The most powerful edge that design has in Egypt is, in my opinion, its cultural background. Based on the diverse ancient Egyptian art, Islamic art and history, folk culture, and modern fine art, Egypt’s design scene becomes a unique hybrid of cultural contribution to the world. Being able to display that cultural heritage has been a priority in my work as I think developing a design identity is every designer’s dream. With the state of globalization around the world, it’s the designer’s role to protect and spread their identity and cultural heritage visually. Whether it’s done by using local design trends, Typography based on local language or documenting visual culture in the city; the end result will always be clients that respect identity and culture and enjoyable projects that reflect this designer’s style. After all, every designer attracts their own clientele based on what they offer!
I am one of the believers that design education is a combination of many things and not just a degree or school of thought. A lot of designers complain about not having enough resources or advancement in design education locally. However, I find that It’s all about what you make of the things around you, the good and the bad, your personal experiences, the visual culture in the streets, local art, etc. If you can’t feed off all these elements in addition to your academics then it will become challenging to grow as a designer.
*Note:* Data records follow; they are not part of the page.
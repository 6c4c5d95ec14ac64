//! Engine result models.
//!
//! An `EngineResult` is produced once per adapter invocation and is
//! immutable after creation. Failed invocations still produce a result
//! carrying the error, so the execution log always has exactly one entry
//! per engine attempted.

use chrono::{DateTime, Utc};
use serde::{Deserialize, Serialize};

use crate::ocr::{EngineError, EngineKind};

/// A table extracted from a document, row-major.
#[derive(Debug, Clone, Default, PartialEq, Serialize, Deserialize)]
pub struct ExtractedTable {
    /// Page the table was found on (1-based).
    pub page: u32,
    pub rows: Vec<Vec<String>>,
}

/// A key-value pair extracted from a document (form fields, labels).
#[derive(Debug, Clone, PartialEq, Serialize, Deserialize)]
pub struct KeyValuePair {
    pub key: String,
    pub value: String,
    /// Extraction confidence for this pair, if the backend reports one.
    pub confidence: Option<f64>,
}

/// Result of one OCR engine invocation.
#[derive(Debug, Clone, Serialize, Deserialize)]
pub struct EngineResult {
    /// Which engine produced this result.
    pub engine: EngineKind,
    /// Human-readable engine name from the configuration.
    pub engine_name: String,
    /// Whether the engine produced a usable result at all.
    pub success: bool,
    /// Full extracted text content.
    pub extracted_text: String,
    /// Overall confidence score (0.0-1.0).
    pub confidence: f64,
    /// Fraction of words the engine considers reliably recognized (0.0-1.0).
    pub word_recognition_rate: f64,
    /// Number of pages processed.
    pub page_count: u32,
    /// Total number of words extracted.
    pub word_count: u32,
    /// Time taken to process the document.
    pub processing_time_seconds: f64,
    /// When processing completed.
    pub processed_at: DateTime<Utc>,
    /// Extracted tables, if the backend detects them.
    pub tables: Vec<ExtractedTable>,
    /// Extracted key-value pairs, if the backend detects them.
    pub key_value_pairs: Vec<KeyValuePair>,
    /// Detected document language, if reported.
    pub language: Option<String>,
    /// Error description when `success` is false.
    pub error: Option<String>,
}

impl EngineResult {
    /// Build a successful result with content fields; extras default empty.
    pub fn success(
        engine: EngineKind,
        engine_name: impl Into<String>,
        extracted_text: String,
        confidence: f64,
        word_recognition_rate: f64,
        page_count: u32,
        processing_time_seconds: f64,
    ) -> Self {
        let word_count = extracted_text.split_whitespace().count() as u32;
        Self {
            engine,
            engine_name: engine_name.into(),
            success: true,
            extracted_text,
            confidence: confidence.clamp(0.0, 1.0),
            word_recognition_rate: word_recognition_rate.clamp(0.0, 1.0),
            page_count,
            word_count,
            processing_time_seconds,
            processed_at: Utc::now(),
            tables: Vec::new(),
            key_value_pairs: Vec::new(),
            language: None,
            error: None,
        }
    }

    /// Build a failure result from an engine error, preserving the error
    /// text for the execution log.
    pub fn failure(
        engine: EngineKind,
        engine_name: impl Into<String>,
        error: &EngineError,
        processing_time_seconds: f64,
    ) -> Self {
        Self {
            engine,
            engine_name: engine_name.into(),
            success: false,
            extracted_text: String::new(),
            confidence: 0.0,
            word_recognition_rate: 0.0,
            page_count: 0,
            word_count: 0,
            processing_time_seconds,
            processed_at: Utc::now(),
            tables: Vec::new(),
            key_value_pairs: Vec::new(),
            language: None,
            error: Some(error.to_string()),
        }
    }

    pub fn with_tables(mut self, tables: Vec<ExtractedTable>) -> Self {
        self.tables = tables;
        self
    }

    pub fn with_key_value_pairs(mut self, pairs: Vec<KeyValuePair>) -> Self {
        self.key_value_pairs = pairs;
        self
    }

    pub fn with_language(mut self, language: Option<String>) -> Self {
        self.language = language;
        self
    }
}

#[cfg(test)]
mod tests {
    use super::*;

    #[test]
    fn test_success_counts_words() {
        let result = EngineResult::success(
            EngineKind::Tesseract,
            "Tesseract OCR",
            "three little words".to_string(),
            0.9,
            0.85,
            1,
            1.5,
        );
        assert!(result.success);
        assert_eq!(result.word_count, 3);
        assert!(result.error.is_none());
    }

    #[test]
    fn test_confidence_clamped() {
        let result = EngineResult::success(
            EngineKind::Azure,
            "Azure",
            String::new(),
            1.7,
            -0.2,
            1,
            0.1,
        );
        assert_eq!(result.confidence, 1.0);
        assert_eq!(result.word_recognition_rate, 0.0);
    }

    #[test]
    fn test_failure_carries_error() {
        let err = EngineError::BadInput("empty document".to_string());
        let result = EngineResult::failure(EngineKind::Google, "Google Document AI", &err, 0.2);
        assert!(!result.success);
        assert_eq!(result.confidence, 0.0);
        assert!(result.error.as_deref().unwrap().contains("empty document"));
    }
}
In terms of culture, I find that Egypt is one of the most visually rich countries ever… and that is a true experience that no top-notch university or educational facility might be able to give you.
This might sound cliché and most designers probably heard this advice a hundred times before, but it’s “Never stop sketching”. This is something that I personally struggle with but have found to be the most powerful tool for design practice. Keeping a personal sketchbook and constantly drawing things and ideas around us doesn’t just make us better designers, but better design thinkers…. and I think that’s the ultimate goal for every designer. Technical skills are easy to learn, but visualizing your ideas and being able to reflect them on pen and paper, build on them and actually use them is the hardest but most rewarding part about design. Keep on sketching, kids!
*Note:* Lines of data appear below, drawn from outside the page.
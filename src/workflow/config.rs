//! Workflow configuration models.
//!
//! A `WorkflowConfig` names a primary engine, an ordered fallback chain,
//! and the policies (quality thresholds, retry, circuit breaker,
//! selection strategy) that drive one workflow execution. Configs are
//! plain values: immutable once an execution starts, loadable from TOML,
//! and overridable per invocation by a shallow merge that produces a new
//! value.

use std::path::Path;
use std::time::Duration;

use serde::{Deserialize, Serialize};

use crate::ocr::{EngineKind, PreprocessOptions};
use crate::workflow::WorkflowError;

/// Retry policy for engine invocations.
#[derive(Debug, Clone, Copy, PartialEq, Serialize, Deserialize)]
#[serde(default)]
pub struct RetryPolicy {
    /// Maximum number of retries after the first attempt.
    pub max_retries: u32,
    /// Delay before the first retry.
    pub initial_delay_ms: u64,
    /// Exponential backoff factor.
    pub backoff_factor: f64,
    /// Ceiling on any single backoff delay.
    pub max_backoff_secs: u64,
}

impl Default for RetryPolicy {
    fn default() -> Self {
        Self {
            max_retries: 3,
            initial_delay_ms: 500,
            backoff_factor: 2.0,
            max_backoff_secs: 300,
        }
    }
}

impl RetryPolicy {
    /// Backoff delay for a given attempt:
    /// `min(max_backoff, initial_delay * backoff_factor^attempt)`.
    pub fn backoff_delay(&self, attempt: u32) -> Duration {
        let delay_ms =
            self.initial_delay_ms as f64 * self.backoff_factor.powi(attempt as i32);
        let max_ms = self.max_backoff_secs.saturating_mul(1000) as f64;
        Duration::from_millis(delay_ms.min(max_ms) as u64)
    }
}

/// Circuit breaker parameters, applied per engine identity.
#[derive(Debug, Clone, Copy, PartialEq, Serialize, Deserialize)]
#[serde(default)]
pub struct CircuitBreakerConfig {
    pub enabled: bool,
    /// Consecutive failures before the breaker opens.
    pub failure_threshold: u32,
    /// How long an open breaker fast-fails before admitting a trial call.
    pub recovery_timeout_secs: u64,
}

impl Default for CircuitBreakerConfig {
    fn default() -> Self {
        Self {
            enabled: true,
            failure_threshold: 5,
            recovery_timeout_secs: 300,
        }
    }
}

impl CircuitBreakerConfig {
    pub fn recovery_timeout(&self) -> Duration {
        Duration::from_secs(self.recovery_timeout_secs)
    }
}

/// Quality thresholds an engine result must meet to pass evaluation.
#[derive(Debug, Clone, Copy, PartialEq, Serialize, Deserialize)]
#[serde(default)]
pub struct QualityThresholds {
    /// Minimum average confidence (0.0-1.0).
    pub min_confidence: f64,
    /// Minimum word recognition rate (0.0-1.0).
    pub min_word_recognition_rate: f64,
    /// Minimum expected-field detection rate (0.0-1.0).
    pub min_field_detection_rate: f64,
    /// Maximum allowed processing time.
    pub max_processing_seconds: f64,
    /// Minimum number of pages that must be processed.
    pub min_pages: u32,
}

impl Default for QualityThresholds {
    fn default() -> Self {
        Self {
            min_confidence: 0.7,
            min_word_recognition_rate: 0.8,
            min_field_detection_rate: 0.6,
            max_processing_seconds: 300.0,
            min_pages: 1,
        }
    }
}

/// Weights for combining check dimensions into one quality score.
#[derive(Debug, Clone, Copy, PartialEq, Serialize, Deserialize)]
#[serde(default)]
pub struct QualityWeights {
    pub confidence: f64,
    pub word_rate: f64,
    pub field_coverage: f64,
}

impl Default for QualityWeights {
    fn default() -> Self {
        Self {
            confidence: 1.0,
            word_rate: 1.0,
            field_coverage: 1.0,
        }
    }
}

/// Strategy for selecting the winning result.
#[derive(Debug, Clone, Copy, PartialEq, Eq, Serialize, Deserialize)]
#[serde(rename_all = "snake_case")]
pub enum SelectionStrategy {
    HighestConfidence,
    FirstSuccess,
    Consensus,
    WeightedAverage,
}

impl SelectionStrategy {
    pub fn as_str(&self) -> &'static str {
        match self {
            Self::HighestConfidence => "highest_confidence",
            Self::FirstSuccess => "first_success",
            Self::Consensus => "consensus",
            Self::WeightedAverage => "weighted_average",
        }
    }

    pub fn from_str(s: &str) -> Option<Self> {
        match s {
            "highest_confidence" => Some(Self::HighestConfidence),
            "first_success" => Some(Self::FirstSuccess),
            "consensus" => Some(Self::Consensus),
            "weighted_average" => Some(Self::WeightedAverage),
            _ => None,
        }
    }
}

/// Configuration for one engine in the workflow chain.
#[derive(Debug, Clone, PartialEq, Serialize, Deserialize)]
pub struct EngineConfig {
    /// Engine identity.
    pub engine: EngineKind,
    /// Human-readable name; defaults to the engine identity.
    #[serde(default)]
    pub name: Option<String>,
    /// Per-engine invocation timeout.
    #[serde(default = "default_engine_timeout_secs")]
    pub timeout_secs: u64,
    /// Per-engine threshold overrides (falls back to the workflow's).
    #[serde(default)]
    pub thresholds: Option<QualityThresholds>,
    /// Per-engine retry overrides (falls back to the workflow's).
    #[serde(default)]
    pub retry: Option<RetryPolicy>,
    /// Preprocessing options for this engine's input.
    #[serde(default)]
    pub preprocess: PreprocessOptions,
}

fn default_engine_timeout_secs() -> u64 {
    300
}

impl EngineConfig {
    pub fn new(engine: EngineKind) -> Self {
        Self {
            engine,
            name: None,
            timeout_secs: default_engine_timeout_secs(),
            thresholds: None,
            retry: None,
            preprocess: PreprocessOptions::default(),
        }
    }

    pub fn with_timeout_secs(mut self, secs: u64) -> Self {
        self.timeout_secs = secs;
        self
    }

    pub fn display_name(&self) -> String {
        self.name
            .clone()
            .unwrap_or_else(|| self.engine.as_str().to_string())
    }

    pub fn timeout(&self) -> Duration {
        Duration::from_secs(self.timeout_secs)
    }
}

/// Complete configuration for one OCR workflow.
#[derive(Debug, Clone, PartialEq, Serialize, Deserialize)]
pub struct WorkflowConfig {
    /// Unique identifier for this workflow configuration.
    pub workflow_id: String,
    /// Human-readable workflow name.
    pub name: String,

    /// Primary engine.
    pub primary: EngineConfig,
    /// Ordered fallback engines.
    #[serde(default)]
    pub fallbacks: Vec<EngineConfig>,

    /// Global quality thresholds (engines may override).
    #[serde(default)]
    pub thresholds: QualityThresholds,
    /// Global retry policy (engines may override).
    #[serde(default)]
    pub retry: RetryPolicy,
    /// Circuit breaker parameters.
    #[serde(default)]
    pub breaker: CircuitBreakerConfig,
    /// Quality score weights.
    #[serde(default)]
    pub weights: QualityWeights,
    /// Regex patterns for fields expected in the extracted text. Empty
    /// means the field-coverage check does not apply.
    #[serde(default)]
    pub expected_fields: Vec<String>,

    /// Stop as soon as a result passes quality evaluation.
    #[serde(default = "default_true")]
    pub stop_on_success: bool,
    /// Run fallback engines in parallel waves instead of sequentially.
    #[serde(default)]
    pub parallel_fallbacks: bool,
    /// Concurrency bound for parallel fallback waves.
    #[serde(default = "default_max_parallel")]
    pub max_parallel_engines: usize,

    /// Result selection strategy.
    #[serde(default = "default_strategy")]
    pub selection_strategy: SelectionStrategy,

    /// Deadline for the whole execution.
    #[serde(default = "default_total_timeout_secs")]
    pub total_timeout_secs: u64,
}

fn default_true() -> bool {
    true
}

fn default_max_parallel() -> usize {
    3
}

fn default_strategy() -> SelectionStrategy {
    SelectionStrategy::HighestConfidence
}

fn default_total_timeout_secs() -> u64 {
    1800
}

impl WorkflowConfig {
    /// Minimal workflow: one primary engine, defaults everywhere else.
    pub fn new(workflow_id: impl Into<String>, primary: EngineConfig) -> Self {
        let workflow_id = workflow_id.into();
        Self {
            name: workflow_id.clone(),
            workflow_id,
            primary,
            fallbacks: Vec::new(),
            thresholds: QualityThresholds::default(),
            retry: RetryPolicy::default(),
            breaker: CircuitBreakerConfig::default(),
            weights: QualityWeights::default(),
            expected_fields: Vec::new(),
            stop_on_success: true,
            parallel_fallbacks: false,
            max_parallel_engines: default_max_parallel(),
            selection_strategy: default_strategy(),
            total_timeout_secs: default_total_timeout_secs(),
        }
    }

    /// Validate the configuration before an execution starts.
    pub fn validate(&self) -> Result<(), WorkflowError> {
        if self
            .fallbacks
            .iter()
            .any(|f| f.engine == self.primary.engine)
        {
            return Err(WorkflowError::InvalidConfig(format!(
                "fallback engine {} duplicates the primary",
                self.primary.engine
            )));
        }
        let mut seen = Vec::new();
        for fallback in &self.fallbacks {
            if seen.contains(&fallback.engine) {
                return Err(WorkflowError::InvalidConfig(format!(
                    "engine {} appears more than once in the fallback chain",
                    fallback.engine
                )));
            }
            seen.push(fallback.engine);
        }
        if self.max_parallel_engines == 0 {
            return Err(WorkflowError::InvalidConfig(
                "max_parallel_engines must be at least 1".to_string(),
            ));
        }
        for pattern in &self.expected_fields {
            regex::Regex::new(pattern).map_err(|e| {
                WorkflowError::InvalidConfig(format!(
                    "invalid expected-field pattern {:?}: {}",
                    pattern, e
                ))
            })?;
        }
        Ok(())
    }

    /// Produce a new config with the overrides shallow-merged in. The
    /// stored default is never mutated.
    pub fn with_overrides(&self, overrides: &WorkflowOverrides) -> Self {
        let mut merged = self.clone();
        if let Some(stop_on_success) = overrides.stop_on_success {
            merged.stop_on_success = stop_on_success;
        }
        if let Some(parallel_fallbacks) = overrides.parallel_fallbacks {
            merged.parallel_fallbacks = parallel_fallbacks;
        }
        if let Some(max_parallel_engines) = overrides.max_parallel_engines {
            merged.max_parallel_engines = max_parallel_engines;
        }
        if let Some(selection_strategy) = overrides.selection_strategy {
            merged.selection_strategy = selection_strategy;
        }
        if let Some(thresholds) = overrides.thresholds {
            merged.thresholds = thresholds;
        }
        if let Some(retry) = overrides.retry {
            merged.retry = retry;
        }
        if let Some(total_timeout_secs) = overrides.total_timeout_secs {
            merged.total_timeout_secs = total_timeout_secs;
        }
        merged
    }

    /// Effective thresholds for one engine (per-engine override or global).
    pub fn thresholds_for<'a>(&'a self, engine: &'a EngineConfig) -> &'a QualityThresholds {
        engine.thresholds.as_ref().unwrap_or(&self.thresholds)
    }

    /// Effective retry policy for one engine.
    pub fn retry_for<'a>(&'a self, engine: &'a EngineConfig) -> &'a RetryPolicy {
        engine.retry.as_ref().unwrap_or(&self.retry)
    }

    pub fn total_timeout(&self) -> Duration {
        Duration::from_secs(self.total_timeout_secs)
    }

    /// Load a workflow config from a TOML file.
    pub fn from_toml_file(path: &Path) -> Result<Self, WorkflowError> {
        let raw = std::fs::read_to_string(path)
            .map_err(|e| WorkflowError::InvalidConfig(format!("cannot read {:?}: {}", path, e)))?;
        let config: Self = toml::from_str(&raw)
            .map_err(|e| WorkflowError::InvalidConfig(format!("cannot parse {:?}: {}", path, e)))?;
        config.validate()?;
        Ok(config)
    }

    /// Serialize to TOML.
    pub fn to_toml(&self) -> Result<String, WorkflowError> {
        toml::to_string_pretty(self)
            .map_err(|e| WorkflowError::InvalidConfig(format!("cannot serialize config: {}", e)))
    }

    /// Azure primary with Google and Tesseract fallbacks.
    pub fn azure_primary() -> Self {
        let mut config = Self::new(
            "azure_primary",
            EngineConfig::new(EngineKind::Azure).with_timeout_secs(300),
        );
        config.name = "Azure primary with Google fallback".to_string();
        config.fallbacks = vec![
            EngineConfig::new(EngineKind::Google).with_timeout_secs(300),
            EngineConfig::new(EngineKind::Tesseract).with_timeout_secs(180),
        ];
        config
    }

    /// Google primary with Azure and Tesseract fallbacks.
    pub fn google_primary() -> Self {
        let mut config = Self::new(
            "google_primary",
            EngineConfig::new(EngineKind::Google).with_timeout_secs(300),
        );
        config.name = "Google primary with Azure fallback".to_string();
        config.fallbacks = vec![
            EngineConfig::new(EngineKind::Azure).with_timeout_secs(300),
            EngineConfig::new(EngineKind::Tesseract).with_timeout_secs(180),
        ];
        config
    }

    /// Local engines only.
    pub fn opensource() -> Self {
        let mut config = Self::new(
            "opensource",
            EngineConfig::new(EngineKind::Tesseract).with_timeout_secs(300),
        );
        config.name = "Open source OCR engines".to_string();
        config.fallbacks = vec![EngineConfig::new(EngineKind::Paddle).with_timeout_secs(300)];
        config
    }

    /// Resolve a named preset.
    pub fn preset(name: &str) -> Option<Self> {
        match name {
            "azure_primary" => Some(Self::azure_primary()),
            "google_primary" => Some(Self::google_primary()),
            "opensource" => Some(Self::opensource()),
            _ => None,
        }
    }
}

/// Per-invocation overrides, shallow-merged over a stored config.
#[derive(Debug, Clone, Default, Serialize, Deserialize)]
#[serde(default)]
pub struct WorkflowOverrides {
    pub stop_on_success: Option<bool>,
    pub parallel_fallbacks: Option<bool>,
    pub max_parallel_engines: Option<usize>,
    pub selection_strategy: Option<SelectionStrategy>,
    pub thresholds: Option<QualityThresholds>,
    pub retry: Option<RetryPolicy>,
    pub total_timeout_secs: Option<u64>,
}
Don’t settle. The way our industry works is if you settle, then we all eventually might need to settle. Many of us don’t get enough in return for the amount of time, effort and creativity we put in our work. Don’t settle for a job and don’t settle for being just an “average” designer. Work on bettering and educating yourself as a designer but also know your worth. You don’t need to become a robot because you feel a little intimidated by the design world. The idea is to work on projects that reflect who you are and explore more creativity and design thinking. This is especially relevant to new grads because they are too eager to start a career so much that they become less picky about their choices. Bottom line is, it’s okay to take your time and explore where you really want to be… so don’t settle!
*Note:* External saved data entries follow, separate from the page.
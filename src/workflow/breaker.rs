//! Per-engine circuit breaker state.
//!
//! One keyed store holds breaker state for every engine identity. It is
//! the only mutable state shared across workflow executions, so every
//! transition happens in a single critical section per key: concurrent
//! executions hitting the same engine observe compare-and-update
//! semantics, never read-modify-write races.

use std::collections::HashMap;
use std::sync::Arc;
use std::time::Instant;

use serde::Serialize;
use tokio::sync::RwLock;
use tracing::{debug, warn};

use super::config::CircuitBreakerConfig;
use crate::ocr::{EngineError, EngineKind};

/// Breaker position for one engine.
#[derive(Debug, Clone, Copy, PartialEq, Eq, Serialize)]
#[serde(rename_all = "snake_case")]
pub enum BreakerState {
    /// Calls flow normally.
    Closed,
    /// Calls fast-fail until the recovery window elapses.
    Open,
    /// One trial call is in flight; everyone else fast-fails.
    HalfOpen,
}

#[derive(Debug)]
struct BreakerEntry {
    state: BreakerState,
    consecutive_failures: u32,
    opened_at: Option<Instant>,
    half_open_at: Option<Instant>,
}

impl BreakerEntry {
    fn new() -> Self {
        Self {
            state: BreakerState::Closed,
            consecutive_failures: 0,
            opened_at: None,
            half_open_at: None,
        }
    }
}

/// Keyed store of circuit breaker state, shared by all executions.
#[derive(Clone, Default)]
pub struct CircuitBreakerStore {
    engines: Arc<RwLock<HashMap<EngineKind, BreakerEntry>>>,
}

impl CircuitBreakerStore {
    pub fn new() -> Self {
        Self {
            engines: Arc::new(RwLock::new(HashMap::new())),
        }
    }

    /// Check whether a call to this engine may proceed.
    ///
    /// Open breakers fail fast with `CircuitOpen` until the recovery
    /// window elapses, at which point exactly one caller is admitted as
    /// the half-open trial. The trial's success or failure decides
    /// whether the breaker closes or reopens.
    pub async fn acquire(
        &self,
        engine: EngineKind,
        config: &CircuitBreakerConfig,
    ) -> Result<(), EngineError> {
        let mut engines = self.engines.write().await;
        let entry = engines.entry(engine).or_insert_with(BreakerEntry::new);

        match entry.state {
            BreakerState::Closed => Ok(()),
            BreakerState::Open => {
                let elapsed = entry.opened_at.map(|t| t.elapsed());
                if elapsed.is_some_and(|e| e >= config.recovery_timeout()) {
                    debug!(engine = %engine, "breaker half-open, admitting trial call");
                    entry.state = BreakerState::HalfOpen;
                    entry.half_open_at = Some(Instant::now());
                    Ok(())
                } else {
                    Err(EngineError::CircuitOpen { engine })
                }
            }
            BreakerState::HalfOpen => {
                // A trial abandoned by a cancelled caller must not wedge
                // the breaker: admit a new trial after a full window.
                let stale = entry
                    .half_open_at
                    .is_some_and(|t| t.elapsed() >= config.recovery_timeout());
                if stale {
                    entry.half_open_at = Some(Instant::now());
                    Ok(())
                } else {
                    Err(EngineError::CircuitOpen { engine })
                }
            }
        }
    }

    /// Record a successful invocation: reset the counter, close the
    /// breaker.
    pub async fn record_success(&self, engine: EngineKind) {
        let mut engines = self.engines.write().await;
        let entry = engines.entry(engine).or_insert_with(BreakerEntry::new);
        if entry.state != BreakerState::Closed {
            debug!(engine = %engine, "breaker closed after successful call");
        }
        entry.state = BreakerState::Closed;
        entry.consecutive_failures = 0;
        entry.opened_at = None;
        entry.half_open_at = None;
    }

    /// Record a failed invocation: bump the counter, open the breaker at
    /// the threshold; a failed half-open trial reopens immediately.
    pub async fn record_failure(&self, engine: EngineKind, config: &CircuitBreakerConfig) {
        let mut engines = self.engines.write().await;
        let entry = engines.entry(engine).or_insert_with(BreakerEntry::new);

        entry.consecutive_failures = entry.consecutive_failures.saturating_add(1);

        let reopen = entry.state == BreakerState::HalfOpen
            || (entry.state == BreakerState::Closed
                && entry.consecutive_failures >= config.failure_threshold);
        if reopen {
            warn!(
                engine = %engine,
                failures = entry.consecutive_failures,
                "circuit breaker open for {}s",
                config.recovery_timeout_secs
            );
            entry.state = BreakerState::Open;
            entry.opened_at = Some(Instant::now());
            entry.half_open_at = None;
        }
    }

    /// Current state and failure count for one engine.
    pub async fn state(&self, engine: EngineKind) -> (BreakerState, u32) {
        let engines = self.engines.read().await;
        engines
            .get(&engine)
            .map(|e| (e.state, e.consecutive_failures))
            .unwrap_or((BreakerState::Closed, 0))
    }
}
As designers, we tend to focus so much on finding our identity in design and creating work that reflects our style during our practice. After we somewhat achieve that, many of us end up working for a company, brand or towards a specific commercial purpose in order to really make a living. Along this journey, I feel like we often forget the impact we can have on society. Few designers really tackle design for social change or reflect on the question of “how can I use my design skills to change the world?”. I think if every designer aims to dedicate one project per year towards social impact or a cause they are passionate about in addition to their everyday job, then design would really spread more as a powerful tool for change worldwide that can solve or take a step towards solving social problems.